Building a career in forensic science requires the courage to dive into a constantly expanding pool of research and practice. You will need a solid educational foundation to be competitive in this exciting interdisciplinary field. Forensic science degree programs integrate science, law and technology with a focus on practical skills for laboratory analysis and criminal investigation.
If you’re eager to get started, you can find a job as a forensic technician with just an associate’s degree. You’ll get an even stronger start with a bachelor’s degree. However, the best jobs demand specialized skills that you learn by pursuing a forensic science master’s degree, medical degree or other post-graduate degrees.
A forensic science degree at the associate’s level typically takes two years to complete. You will learn the following in this type of degree program:
- The basics of analyzing and evaluating physical evidence
- An overview of forensic laboratory technology
- Crime scene analysis
- Fingerprint technology
- Document analysis
- Examination procedures
- Introduction to forensic medicine, forensic dentistry, anthropology, psychology and pathology
A forensic science degree at this level will qualify you for entry-level jobs in forensic laboratories. After you finish your associate’s degree program, you will also be able to transfer to a bachelor’s degree at another college or university.

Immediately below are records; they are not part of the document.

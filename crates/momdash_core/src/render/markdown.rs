//! Markdown to sanitized HTML pipeline.
//!
//! # Responsibility
//! - Parse GitHub-flavored markdown with line breaks treated as hard breaks.
//! - Pass the generated HTML through an allow-list sanitizer.
//! - Provide the clamped card preview and a visible-text projection.
//!
//! # Invariants
//! - Empty input renders to empty output.
//! - Rendering is stateless; the same input always yields the same output.
//! - Script/style content and event-handler attributes never survive.
//! - Non-empty output is one `<div>` wrapper with no blank line inside, so
//!   feeding it back through the pipeline keeps it as a single raw HTML
//!   block and the visible text cannot drift.

use ammonia::Builder;
use once_cell::sync::Lazy;
use pulldown_cmark::{html, Event, Options, Parser};
use regex::Regex;
use std::collections::HashSet;
use std::fmt::{Display, Formatter};

/// Number of source lines shown on a grid card.
pub const CARD_PREVIEW_LINES: usize = 3;

/// Class of the wrapper element around rendered markdown.
pub const BODY_CLASS: &str = "markdown-body";

static SANITIZER: Lazy<Builder<'static>> = Lazy::new(|| {
    let mut builder = Builder::default();
    builder
        .add_tags(&["input"])
        .add_tag_attributes("input", &["type", "checked", "disabled"])
        .link_rel(Some("noopener noreferrer"))
        .strip_comments(true);
    builder
});

static TEXT_ONLY: Lazy<Builder<'static>> = Lazy::new(|| {
    let mut builder = Builder::default();
    builder.tags(HashSet::new());
    builder
});

static WHITESPACE_RE: Lazy<Regex> = Lazy::new(|| Regex::new(r"\s+").expect("valid ws regex"));

/// HTML that went through the sanitizer and may be injected as-is.
#[derive(Debug, Clone, Default, PartialEq, Eq)]
pub struct SafeHtml(String);

impl SafeHtml {
    pub fn as_str(&self) -> &str {
        &self.0
    }

    pub fn into_string(self) -> String {
        self.0
    }

    pub fn is_empty(&self) -> bool {
        self.0.is_empty()
    }
}

impl Display for SafeHtml {
    fn fmt(&self, f: &mut Formatter<'_>) -> std::fmt::Result {
        f.write_str(&self.0)
    }
}

impl AsRef<str> for SafeHtml {
    fn as_ref(&self) -> &str {
        &self.0
    }
}

/// Renders markdown to sanitized HTML.
pub fn render_markdown(markdown: &str) -> SafeHtml {
    if markdown.trim().is_empty() {
        return SafeHtml::default();
    }
    let sanitized = SANITIZER.clean(&parse_to_html(markdown)).to_string();
    let body = close_blank_lines(&sanitized);
    if body.is_empty() {
        return SafeHtml::default();
    }
    SafeHtml(format!("<div class=\"{BODY_CLASS}\">\n{body}</div>\n"))
}

/// Renders the first `lines` non-blank source lines, as shown on a card.
pub fn render_card_preview(markdown: &str, lines: usize) -> SafeHtml {
    let clamped = markdown
        .lines()
        .filter(|line| !line.trim().is_empty())
        .take(lines)
        .collect::<Vec<_>>()
        .join("\n");
    render_markdown(&clamped)
}

/// Strips all markup and collapses whitespace.
///
/// Text stays entity-escaped, so two renderings compare equal exactly when
/// a reader would see the same characters.
pub fn visible_text(html: &str) -> String {
    let text = TEXT_ONLY.clean(html).to_string();
    WHITESPACE_RE.replace_all(&text, " ").trim().to_string()
}

/// Folds each blank line into the next one as a `&#10;` reference.
///
/// A blank line would end an HTML block on re-parse and expose the rest
/// (typically `<pre>` content) to markdown. The reference decodes to the
/// same newline, so the rendered page is unchanged.
fn close_blank_lines(html: &str) -> String {
    let trimmed = html.trim();
    if trimmed.is_empty() {
        return String::new();
    }
    let mut output = String::with_capacity(trimmed.len() + 1);
    let mut lines = trimmed.split('\n').peekable();
    while let Some(line) = lines.next() {
        output.push_str(line);
        if lines.peek().is_none() {
            break;
        }
        if line.trim().is_empty() {
            output.push_str("&#10;");
        } else {
            output.push('\n');
        }
    }
    output.push('\n');
    output
}

fn parse_to_html(markdown: &str) -> String {
    let mut options = Options::empty();
    options.insert(Options::ENABLE_TABLES);
    options.insert(Options::ENABLE_STRIKETHROUGH);
    options.insert(Options::ENABLE_TASKLISTS);

    let events = Parser::new_ext(markdown, options).map(|event| match event {
        Event::SoftBreak => Event::HardBreak,
        other => other,
    });

    let mut output = String::with_capacity(markdown.len() * 3 / 2);
    html::push_html(&mut output, events);
    output
}

#[cfg(test)]
mod tests {
    use super::{
        close_blank_lines, parse_to_html, render_card_preview, render_markdown, visible_text,
    };

    #[test]
    fn empty_input_renders_empty() {
        assert!(render_markdown("").is_empty());
        assert!(render_markdown("  \n\t").is_empty());
    }

    #[test]
    fn blank_lines_are_folded_into_character_references() {
        assert_eq!(
            close_blank_lines("<pre><code>a\n\n\nb\n</code></pre>\n\n"),
            "<pre><code>a\n&#10;&#10;b\n</code></pre>\n"
        );
        assert_eq!(close_blank_lines("<p>x</p>\n  \n<p>y</p>"), "<p>x</p>\n  &#10;<p>y</p>\n");
        assert_eq!(close_blank_lines("\n\n"), "");
    }

    #[test]
    fn code_block_blank_lines_keep_their_newlines() {
        let html = render_markdown("```\na\n\nb\n```");
        assert!(!html.as_str().contains("\n\n"), "{html}");
        assert_eq!(visible_text(html.as_str()), "a b");
        assert!(html.as_str().contains("a\n&#10;b"), "{html}");
    }

    #[test]
    fn output_is_wrapped_once_and_fully_stripped_input_is_empty() {
        let html = render_markdown("# Hi");
        assert_eq!(html.as_str(), "<div class=\"markdown-body\">\n<h1>Hi</h1>\n</div>\n");
        assert!(render_markdown("<script>alert(1)</script>").is_empty());
    }

    #[test]
    fn soft_breaks_become_hard_breaks() {
        let html = render_markdown("line one\nline two");
        assert!(html.as_str().contains("<br>"), "{html}");
    }

    #[test]
    fn raw_parser_output_keeps_script_but_rendered_does_not() {
        let source = "hello\n\n<script>alert(1)</script>";
        assert!(parse_to_html(source).contains("<script>"));
        let rendered = render_markdown(source);
        assert!(!rendered.as_str().contains("<script"));
        assert!(!rendered.as_str().contains("alert(1)"));
    }

    #[test]
    fn event_handlers_and_javascript_links_are_removed() {
        let rendered = render_markdown(
            "[click](javascript:alert(1))\n\n<img src=\"x.png\" onerror=\"alert(1)\">",
        );
        assert!(!rendered.as_str().contains("javascript:"));
        assert!(!rendered.as_str().contains("onerror"));
    }

    #[test]
    fn links_get_noopener_rel() {
        let rendered = render_markdown("[site](https://example.com)");
        assert!(rendered.as_str().contains("rel=\"noopener noreferrer\""));
    }

    #[test]
    fn gfm_tables_and_strikethrough_render() {
        let rendered = render_markdown("| a | b |\n|---|---|\n| 1 | 2 |\n\n~~gone~~");
        assert!(rendered.as_str().contains("<table>"));
        assert!(rendered.as_str().contains("<del>gone</del>"));
    }

    #[test]
    fn card_preview_keeps_first_three_non_blank_lines() {
        let preview = render_card_preview("one\n\ntwo\nthree\nfour", 3);
        let text = visible_text(preview.as_str());
        assert_eq!(text, "one two three");
    }

    #[test]
    fn visible_text_collapses_markup_and_whitespace() {
        assert_eq!(visible_text("<h1>Hi</h1>\n<p>a <em>b</em></p>"), "Hi a b");
    }
}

In a 4-year forensic science degree program, you will gain a more complete understanding of the evidentiary process in criminal investigation and prosecution. Although some bachelor’s level programs allow you to specialize in a particular area of forensic science, most offer a more in-depth version of the content addressed in associate’s degrees in forensic science. Areas of study include:
- Physical sciences, including biology, chemistry and physics
- Criminal justice processes
- Criminal investigation methods
- Criminal psychology
- Laboratory skills and techniques
- Applicable law and regulations
- Ethics and professional standards
A forensic science degree at this level will qualify you to work as a criminal investigator or forensic science specialist. With a bachelor’s degree, you can find jobs in forensic laboratories, police departments, government agencies, hospitals, and medical examiner’s or coroner’s offices.
Master’s Degrees and Doctoral Degrees
At the master’s level and beyond, forensic science degree programs become more specialized. Here are some of the specialties you can pursue with a forensic science master’s degree:
- Crime scene investigation
- Forensic chemistry
- Forensic toxicology
- Computer forensics
- The science of forensic DNA
- Forensic microscopy and trace analysis
- Forensic molecular biology
- Forensic psychology
If you have particular goals for your forensic science career, a specific type of graduate degree may be required:
- Forensic anthropologist: requires a doctorate (PhD)
- Forensic dentist: requires a doctor of dental surgery degree (DDS)
- Forensic pathologist or medical examiner: requires a medical degree (MD)
- Forensic psychologist: many positions require a PhD or PsyD in clinical psychology, as well as post-graduate training in forensic psychology
Did You Know?
The enormous popularity of forensic science-inspired television shows like "CSI" and "Bones" has not only increased enrollment in forensic science degree programs across the country—it has actually changed the perceptions of jurors in criminal trials. This change has been dubbed the "CSI effect."
According to many attorneys, judges and journalists, jurors are now much more likely to expect scientific evidence, such as DNA and fingerprint analysis. Jurors may also be more likely to take forensic evidence as indisputable fact, disregarding the possibility of human or technical error.